## TASK INSTRUCTIONS
Search the data for the string "from" and copy each line where it turns up.

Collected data
========

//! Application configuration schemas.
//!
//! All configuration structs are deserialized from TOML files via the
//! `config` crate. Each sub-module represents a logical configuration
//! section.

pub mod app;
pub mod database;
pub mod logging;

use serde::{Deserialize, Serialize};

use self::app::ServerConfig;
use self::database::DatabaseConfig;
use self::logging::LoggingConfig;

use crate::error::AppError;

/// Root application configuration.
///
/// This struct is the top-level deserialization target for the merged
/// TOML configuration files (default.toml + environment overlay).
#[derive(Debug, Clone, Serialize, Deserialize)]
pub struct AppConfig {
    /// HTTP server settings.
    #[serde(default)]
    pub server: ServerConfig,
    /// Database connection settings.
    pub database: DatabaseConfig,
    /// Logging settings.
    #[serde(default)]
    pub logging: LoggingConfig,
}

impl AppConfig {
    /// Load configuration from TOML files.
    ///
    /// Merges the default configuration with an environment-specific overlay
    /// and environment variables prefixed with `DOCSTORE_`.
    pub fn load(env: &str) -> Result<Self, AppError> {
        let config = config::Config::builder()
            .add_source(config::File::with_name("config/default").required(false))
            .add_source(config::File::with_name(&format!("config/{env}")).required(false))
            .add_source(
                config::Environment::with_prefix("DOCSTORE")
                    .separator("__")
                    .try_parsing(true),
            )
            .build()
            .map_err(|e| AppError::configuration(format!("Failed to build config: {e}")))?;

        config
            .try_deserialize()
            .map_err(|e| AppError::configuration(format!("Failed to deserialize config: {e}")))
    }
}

========

## ANSWER SPACE
//! All configuration structs are deserialized from TOML files via the
    /// Load configuration from TOML files.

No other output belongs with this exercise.